Dal 2007 la municipalità
di Istanbul ha iniziato a mettere in pratica il progetto di
riqualifica urbanistica dell’area, varato dal governo, procedendo
all’abbattimento del campo rifugiati alla periferia della
metropoli. Ai proprietari delle capsule di Ayazma, ed inizialmente
anche ad alcune famiglie, il governo aveva messo a disposizione a 135
euro al mese alcuni appartamenti nel nuovo quartiere delle Torri: 52
palazzoni di 12 piani l’uno a 10 km da Ayazma. Per la maggior parte
delle famiglie curde che si erano trasferite nelle Torri il costo dell’affitto era troppo elevato, tanto che molte persero nuovamente la casa.
Una quindicina di nuclei
famigliari, quelli che non avevano colto prontamente la proposta del
governo turco opponendosi alla sua politica di dispersione e
assimilazione, avevano perso sia la possibilità di alloggiare nelle
capsule, sia quella di ottenere un trasferimento nelle torri.
Al nostro arrivo, nel
luglio del 2008, le condizioni di vita degli abitanti di Ayazma ci
sono apparse peggiorate rispetto ai racconti e alle informazioni che
avevamo raccolto sul campo curdo. Ad Ayazma erano rimasti circa 115
abitanti, tra i quali 60 bambini. Vivevano in 18 tende arrangiate
come avevano potuto: qualche mattone, qualche pezzo di legno, coperte
e cellofan all’esterno per proteggersi dalla luce e dalla pioggia. Il tasso di disoccupazione rimaneva elevato e per i rifugiati era difficilissimo ottenere la “carta verde” necessaria per l’assistenza sanitaria e sociale di base. Il servizio sanitario turco somministrava solo il vaccino antipoliomelitico, ignorando le vaccinazione contro tutte le altre malattie infettive facilmente riscontrabili in quest’area geografica. Un buco scavato in una piccola tenda costituiva il bagno
per tutta la gente del posto. In tutta la baraccopoli c'era un'unica fonte dove attingere
l’acqua, che arrivava grazie al rudimentale impianto idrico autocostruito. Quando c’era la partita di calcio allo stadio, l’elettricità andava via. Gli abitanti di Ayazma continuavano a pagare ovviamente sia le
bollette dell’acqua sia quelle della luce. Solo 32 dei
60 bambini frequentavano la scuola. Molti minori del campo avevano negato il diritto allo
studio, in quanto essendo rifugiati per lo Stato turco era come se non
esistessero. Tutto intorno alle baracche c’era la distruzione:
resti delle gegekondu abbattute dalle ruspe, fogne a cielo aperto e
topi che razzolavano fin dentro le tende.

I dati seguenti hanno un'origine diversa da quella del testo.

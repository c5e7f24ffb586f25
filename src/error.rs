use thiserror::Error;

#[derive(Error, Debug)]
pub enum PioneerError {
    #[error(transparent)]
    Common(#[from] plate_pioneer_common::Error),

    #[error("設定エラー: {0}")]
    Config(String),

    #[error("ファイルが見つかりません: {0}")]
    FileNotFound(String),

    #[error("シート '{sheet}' が見つかりません ({path})。4つのシート（メタデータ・結果・抗体・濃度）があるか確認してください")]
    MissingSheet { sheet: String, path: String },

    #[error("Excel読み込みエラー: {0}")]
    WorkbookRead(String),

    #[error("Excel生成エラー: {0}")]
    ExcelGeneration(String),

    #[error("CSVエラー: {0}")]
    Csv(#[from] csv::Error),

    #[error("データベースエラー: {0}")]
    Database(#[from] rusqlite::Error),

    #[error("列名 '{column}' は '{existing}' と大文字小文字だけが異なります（データベースでは同じ列になります）")]
    ColumnConflict { column: String, existing: String },

    #[error("YAML解析エラー: {0}")]
    YamlParse(#[from] serde_yaml::Error),

    #[error("IOエラー: {0}")]
    Io(#[from] std::io::Error),

    #[error("入力エラー: {0}")]
    Prompt(String),

    #[error("Excelファイルが選択されていません")]
    NoInputSelected,

    #[error("処理済みのデータがありません。先にプレートデータを処理してください")]
    NothingProcessed,
}

pub type Result<T> = std::result::Result<T, PioneerError>;
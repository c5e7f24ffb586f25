//! CSV入出力
//!
//! ヘッダー1行 + 1ウェル1行。インデックス列は出力しない。

use crate::error::Result;
use csv::{ReaderBuilder, WriterBuilder};
use plate_pioneer_common::{CellValue, TidyTable};
use std::path::Path;

pub fn write_csv(table: &TidyTable, output_path: &Path) -> Result<()> {
    let mut writer = WriterBuilder::new().from_path(output_path)?;
    writer.write_record(table.columns())?;
    for row in table.rows() {
        writer.write_record(row.cells().iter().map(|c| c.to_string()))?;
    }
    writer.flush()?;

    tracing::info!(path = %output_path.display(), rows = table.len(), "wrote csv");
    Ok(())
}

/// CSVを読み戻す（数値・真偽値は型推定）
pub fn read_csv(input_path: &Path) -> Result<TidyTable> {
    let mut reader = ReaderBuilder::new().has_headers(true).from_path(input_path)?;
    let columns: Vec<String> = reader.headers()?.iter().map(str::to_string).collect();

    let mut rows = Vec::new();
    for record in reader.records() {
        let record = record?;
        rows.push(record.iter().map(CellValue::infer).collect());
    }

    Ok(TidyTable::new(columns, rows)?)
}
//! ログ初期化
//!
//! RUST_LOG があればそれを優先。なければ --verbose で debug、既定は warn。

use tracing_subscriber::EnvFilter;

pub fn init(verbose: bool) {
    let default_level = if verbose { "debug" } else { "warn" };
    let filter = EnvFilter::try_from_default_env().unwrap_or_else(|_| EnvFilter::new(default_level));

    // テスト等で二重に初期化された場合は無視
    let _ = tracing_subscriber::fmt()
        .with_env_filter(filter)
        .with_writer(std::io::stderr)
        .with_target(false)
        .try_init();
}
use std::fmt;

pub const BOARD_WIDTH: usize = 3;
pub const BOARD_CELLS: usize = BOARD_WIDTH * BOARD_WIDTH;

/// Cell index in row-major order, `0..BOARD_CELLS`.
pub type Move = usize;

pub type Score = i32;

#[derive(Clone, Copy, Debug, PartialEq, Eq, Hash, Default)]
pub enum Mark {
    #[default]
    Empty,
    X,
    O,
}

impl Mark {
    pub fn to_char(&self) -> char {
        match self {
            Mark::Empty => ' ',
            Mark::X => 'X',
            Mark::O => 'O',
        }
    }
}

impl fmt::Display for Mark {
    fn fmt(&self, f: &mut fmt::Formatter<'_>) -> fmt::Result {
        write!(f, "{}", self.to_char())
    }
}

/// The player about to move, in the search's scoring convention.
///
/// The maximizer always places X and the minimizer always places O, so a
/// score of +1 means X won no matter which side the AI is playing.
#[derive(Clone, Copy, Debug, PartialEq, Eq, Hash)]
pub enum Side {
    Maximizer,
    Minimizer,
}

impl Side {
    pub fn mark(&self) -> Mark {
        match self {
            Side::Maximizer => Mark::X,
            Side::Minimizer => Mark::O,
        }
    }

    pub fn sign(&self) -> Score {
        match self {
            Side::Maximizer => 1,
            Side::Minimizer => -1,
        }
    }

    pub fn opponent(&self) -> Side {
        match self {
            Side::Maximizer => Side::Minimizer,
            Side::Minimizer => Side::Maximizer,
        }
    }

    pub fn from_mark(mark: Mark) -> Option<Side> {
        match mark {
            Mark::X => Some(Side::Maximizer),
            Mark::O => Some(Side::Minimizer),
            Mark::Empty => None,
        }
    }

    /// True when `candidate` is strictly better than `best` for this side.
    pub fn prefers(&self, candidate: Score, best: Score) -> bool {
        match self {
            Side::Maximizer => candidate > best,
            Side::Minimizer => candidate < best,
        }
    }

    /// The score this side starts from before any move has been examined.
    pub fn worst_score(&self) -> Score {
        match self {
            Side::Maximizer => Score::MIN,
            Side::Minimizer => Score::MAX,
        }
    }
}

#[derive(Clone, Copy, Debug, PartialEq, Eq)]
pub enum GameStatus {
    InProgress,
    XWon,
    OWon,
    Draw,
}

impl GameStatus {
    pub fn is_over(&self) -> bool {
        *self != GameStatus::InProgress
    }

    pub fn score(&self) -> Option<Score> {
        match self {
            GameStatus::InProgress => None,
            GameStatus::XWon => Some(1),
            GameStatus::OWon => Some(-1),
            GameStatus::Draw => Some(0),
        }
    }
}

impl fmt::Display for GameStatus {
    fn fmt(&self, f: &mut fmt::Formatter<'_>) -> fmt::Result {
        let text = match self {
            GameStatus::InProgress => "in progress",
            GameStatus::XWon => "X won",
            GameStatus::OWon => "O won",
            GameStatus::Draw => "draw",
        };
        f.write_str(text)
    }
}

#[cfg(test)]
mod tests {
    use super::*;

    #[test]
    fn test_side_maps_to_mark_and_sign() {
        assert_eq!(Side::Maximizer.mark(), Mark::X);
        assert_eq!(Side::Minimizer.mark(), Mark::O);
        assert_eq!(Side::Maximizer.sign(), 1);
        assert_eq!(Side::Minimizer.sign(), -1);
        assert_eq!(Side::Maximizer.opponent(), Side::Minimizer);
        assert_eq!(Side::from_mark(Mark::O), Some(Side::Minimizer));
        assert_eq!(Side::from_mark(Mark::Empty), None);
    }

    #[test]
    fn test_prefers_is_strict() {
        assert!(Side::Maximizer.prefers(1, 0));
        assert!(!Side::Maximizer.prefers(0, 0));
        assert!(Side::Minimizer.prefers(-1, 0));
        assert!(!Side::Minimizer.prefers(0, 0));
        assert!(Side::Maximizer.prefers(-1, Side::Maximizer.worst_score()));
        assert!(Side::Minimizer.prefers(1, Side::Minimizer.worst_score()));
    }
}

Inoltre il governo turco aveva già iniziato la demolizione della baraccopoli, prevista entro la fine del 2008, per costruire al suo posto un centro residenziale.
“Nasname” in curdo
significa identità. Un’identità che lo Stato turco vuole negare,
disperdere, nascondere, ma che i rifugiati di Ayazma, nonostante le mille
difficoltà, hanno continuato a difendere con tutta le loro forze fino ed oltre l'abbatimento dell'ultima gegekondu.